* _What is being asked_:
Search the records for the string "seen" and copy every line in which it appears.

* _Raw data_:
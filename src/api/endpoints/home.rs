//! Dashboard endpoint — role-specific home data.
//!
//! Doctors see pending homecare requests plus latest metrics for the
//! whole roster; patients see their own latest data and current
//! homecare request; the manager gets an identity echo.

use axum::extract::State;
use axum::{Extension, Json};
use serde::Serialize;

use crate::api::error::ApiError;
use crate::api::middleware::session::CurrentUser;
use crate::api::types::ApiContext;
use crate::authorization::{self, RoleRequirement};
use crate::models::{HomecareRequest, Role};
use crate::overview::{self, LatestData, PatientLatest};
use crate::records::{self, HomecareTicket};

#[derive(Debug, Serialize)]
#[serde(untagged)]
pub enum DashboardResponse {
    Doctor {
        role: Role,
        name: String,
        pending_homecare: Vec<HomecareTicket>,
        latest_data: Vec<PatientLatest>,
    },
    Patient {
        role: Role,
        name: String,
        latest_data: LatestData,
        homecare_request: Option<HomecareRequest>,
    },
    Manager {
        role: Role,
        name: String,
    },
}

/// `GET /` — dashboard for the logged-in role.
pub async fn dashboard(
    State(ctx): State<ApiContext>,
    Extension(user): Extension<CurrentUser>,
) -> Result<Json<DashboardResponse>, ApiError> {
    let identity = authorization::require(user.0.as_ref(), RoleRequirement::Authenticated)?;
    let conn = ctx.db()?;

    let response = match identity.role {
        Role::Doctor => DashboardResponse::Doctor {
            role: identity.role,
            name: identity.name.clone(),
            pending_homecare: records::pending_homecare(&conn)?,
            latest_data: overview::roster_latest(&conn)?,
        },
        Role::Patient => DashboardResponse::Patient {
            role: identity.role,
            name: identity.name.clone(),
            latest_data: overview::latest_data_for(&conn, &identity.name)?,
            homecare_request: records::current_homecare(&conn, &identity.name)?,
        },
        Role::Manager => DashboardResponse::Manager {
            role: identity.role,
            name: identity.name.clone(),
        },
    };

    Ok(Json(response))
}
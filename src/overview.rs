//! Dashboard data — latest vital metrics per patient, assembled from
//! the record service and the metrics parser. The role-specific
//! response shapes live in the API layer; this module only builds the
//! shared pieces.

use rusqlite::Connection;
use serde::Serialize;

use crate::db::DatabaseError;
use crate::metrics::{latest_metrics, LatestMetrics};
use crate::records;

/// Metrics plus the raw last log line for one patient.
#[derive(Debug, Clone, Serialize)]
pub struct LatestData {
    pub metrics: LatestMetrics,
    pub last_log: Option<String>,
}

/// `LatestData` labelled with its patient, for roster-wide views.
#[derive(Debug, Clone, Serialize)]
pub struct PatientLatest {
    pub patient: String,
    #[serde(flatten)]
    pub latest: LatestData,
}

/// Latest metrics for one patient, derived only from the tail log entry.
pub fn latest_data_for(conn: &Connection, patient: &str) -> Result<LatestData, DatabaseError> {
    let lines: Vec<String> = records::logs_for(conn, patient)?
        .iter()
        .map(|entry| entry.display_line())
        .collect();

    Ok(LatestData {
        metrics: latest_metrics(&lines),
        last_log: lines.last().cloned(),
    })
}

/// Latest metrics for every roster patient (doctor dashboard).
pub fn roster_latest(conn: &Connection) -> Result<Vec<PatientLatest>, DatabaseError> {
    let mut all = Vec::new();
    for patient in records::roster(conn)? {
        let latest = latest_data_for(conn, &patient)?;
        all.push(PatientLatest { patient, latest });
    }
    Ok(all)
}

#[cfg(test)]
mod tests {
    use super::*;
    use crate::db::open_memory_database;

    #[test]
    fn latest_data_reads_only_the_tail_entry() {
        let conn = open_memory_database().unwrap();
        records::append_log(&conn, "Liao", "Heart rate 70").unwrap();
        records::append_log(&conn, "Liao", "Heart rate 72").unwrap();

        let data = latest_data_for(&conn, "Liao").unwrap();
        assert_eq!(data.metrics.heart_rate, Some(72));
        assert!(data.last_log.unwrap().ends_with("Heart rate 72"));
    }

    #[test]
    fn unknown_patient_has_no_data() {
        let conn = open_memory_database().unwrap();
        let data = latest_data_for(&conn, "Nobody").unwrap();
        assert!(data.metrics.is_empty());
        assert!(data.last_log.is_none());
    }

    #[test]
    fn roster_latest_covers_every_patient() {
        let conn = open_memory_database().unwrap();
        records::append_log(&conn, "Liao", "Heart rate 72").unwrap();
        records::append_log(&conn, "Patient B", "BP 140/90").unwrap();
        records::ensure_patient(&conn, "Patient C").unwrap();

        let all = roster_latest(&conn).unwrap();
        assert_eq!(all.len(), 3);
        assert_eq!(all[0].latest.metrics.heart_rate, Some(72));
        assert_eq!(all[1].latest.metrics.bp.as_deref(), Some("140/90"));
        // Patient C has no logs at all
        assert!(all[2].latest.metrics.is_empty());
        assert!(all[2].latest.last_log.is_none());
    }
}
use chrono::NaiveDateTime;
use serde::{Deserialize, Serialize};

/// A patient-initiated ask for at-home care.
///
/// Append-only at the interface: a patient may accumulate several
/// requests over time and nothing in this system transitions a status
/// away from `pending`. The "current" request is the most recent by
/// `requested_at`.
#[derive(Debug, Clone, PartialEq, Serialize, Deserialize)]
pub struct HomecareRequest {
    pub id: i64,
    pub reason: String,
    pub status: String,
    pub requested_at: NaiveDateTime,
    pub patient_id: i64,
}

impl HomecareRequest {
    /// Status every new request is created with.
    pub const STATUS_PENDING: &'static str = "pending";
}
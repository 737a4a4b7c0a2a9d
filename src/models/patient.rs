use serde::{Deserialize, Serialize};

/// A patient row. Only the unique name is required; demographics are
/// filled in as they become known. A patient owns its histories, logs,
/// homecare requests, emergency events and modules (cascade on delete).
#[derive(Debug, Clone, Serialize, Deserialize)]
pub struct Patient {
    pub id: i64,
    pub name: String,
    pub blood_type: Option<String>,
    pub age: Option<i64>,
    pub height: Option<i64>,
    pub weight: Option<i64>,
}
//! Static product catalog.
//!
//! The catalog is loaded once at startup - either the compiled-in fixture
//! or a JSON file - and never changes for the life of the session. There
//! is no inventory: every product is always purchasable.

use std::path::Path;
use std::sync::Arc;

use plainwear_core::{Category, Price, Product, ProductId, Rating};

/// Catalog loading errors.
#[derive(Debug, thiserror::Error)]
pub enum CatalogError {
    /// Two products share the same ID.
    #[error("duplicate product id: {0}")]
    DuplicateId(ProductId),
    /// A product carries a negative unit price.
    #[error("negative price on product: {0}")]
    NegativePrice(ProductId),
    /// The catalog file could not be read.
    #[error("IO error: {0}")]
    Io(String),
    /// The catalog file is not valid JSON.
    #[error("parse error: {0}")]
    Parse(String),
}

/// Immutable, finite sequence of purchasable products.
#[derive(Debug, Clone)]
pub struct Catalog {
    products: Arc<Vec<Product>>,
}

impl Catalog {
    /// Build a catalog from a product list.
    ///
    /// # Errors
    ///
    /// Returns [`CatalogError::DuplicateId`] if two products share an ID,
    /// or [`CatalogError::NegativePrice`] if a unit price is negative.
    pub fn new(products: Vec<Product>) -> Result<Self, CatalogError> {
        let mut seen = std::collections::HashSet::new();
        for product in &products {
            if !seen.insert(product.id.clone()) {
                return Err(CatalogError::DuplicateId(product.id.clone()));
            }
            if !product.price.is_non_negative() {
                return Err(CatalogError::NegativePrice(product.id.clone()));
            }
        }

        tracing::debug!(count = products.len(), "Catalog loaded");
        Ok(Self {
            products: Arc::new(products),
        })
    }

    /// Load a catalog from a JSON file containing a product array.
    ///
    /// # Errors
    ///
    /// Returns an error if the file cannot be read, is not valid JSON, or
    /// violates the catalog invariants.
    pub fn from_json_file(path: &Path) -> Result<Self, CatalogError> {
        let contents =
            std::fs::read_to_string(path).map_err(|e| CatalogError::Io(e.to_string()))?;
        let products: Vec<Product> =
            serde_json::from_str(&contents).map_err(|e| CatalogError::Parse(e.to_string()))?;
        Self::new(products)
    }

    /// All products, in catalog order.
    #[must_use]
    pub fn products(&self) -> &[Product] {
        &self.products
    }

    /// Look up a product by ID.
    #[must_use]
    pub fn get(&self, id: &ProductId) -> Option<&Product> {
        self.products.iter().find(|p| &p.id == id)
    }

    /// Number of products in the catalog.
    #[must_use]
    pub fn len(&self) -> usize {
        self.products.len()
    }

    /// True if the catalog has no products.
    #[must_use]
    pub fn is_empty(&self) -> bool {
        self.products.is_empty()
    }

    /// The built-in nine-product demo catalog.
    ///
    /// Three shirts at $45, three pairs of pants at $65, three hats at $35.
    #[must_use]
    pub fn fixture() -> Self {
        const SHIRT_IMAGE: &str =
            "https://wallpapers.com/images/high/blank-white-t-shirt-template-liwncdt13x1t5o3b-2.png";
        const PANTS_IMAGE: &str =
            "https://static.vecteezy.com/system/resources/previews/047/064/685/non_2x/a-mockup-of-white-shorts-for-men-free-png.png";
        const HAT_IMAGE: &str =
            "https://www.freeiconspng.com/uploads/baseball-white-cap-hat-png-14.png";

        let entries: [(&str, u64, &str, Category, u32, u32); 9] = [
            ("TS-201", 45, SHIRT_IMAGE, Category::Shirt, 45, 12),
            ("TS-304", 45, SHIRT_IMAGE, Category::Shirt, 48, 8),
            ("PS-102", 65, PANTS_IMAGE, Category::Pants, 42, 15),
            ("PS-205", 65, PANTS_IMAGE, Category::Pants, 46, 10),
            ("TS-405", 45, SHIRT_IMAGE, Category::Shirt, 43, 7),
            ("PS-308", 65, PANTS_IMAGE, Category::Pants, 47, 14),
            ("HC-101", 35, HAT_IMAGE, Category::Hat, 49, 18),
            ("HC-102", 35, HAT_IMAGE, Category::Hat, 47, 15),
            ("HC-103", 35, HAT_IMAGE, Category::Hat, 48, 20),
        ];

        let products = entries
            .into_iter()
            .map(|(id, dollars, image, category, rating_tenths, reviews)| Product {
                id: ProductId::new(id),
                name: id.to_owned(),
                price: Price::from_dollars(dollars),
                image: image.to_owned(),
                category,
                // Fixture scores are all within the five-star bound.
                rating: Rating::from_tenths(rating_tenths).expect("fixture rating in range"),
                reviews,
            })
            .collect();

        Self {
            products: Arc::new(products),
        }
    }
}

* _Result_:
        let mut seen = std::collections::HashSet::new();
            if !seen.insert(product.id.clone()) {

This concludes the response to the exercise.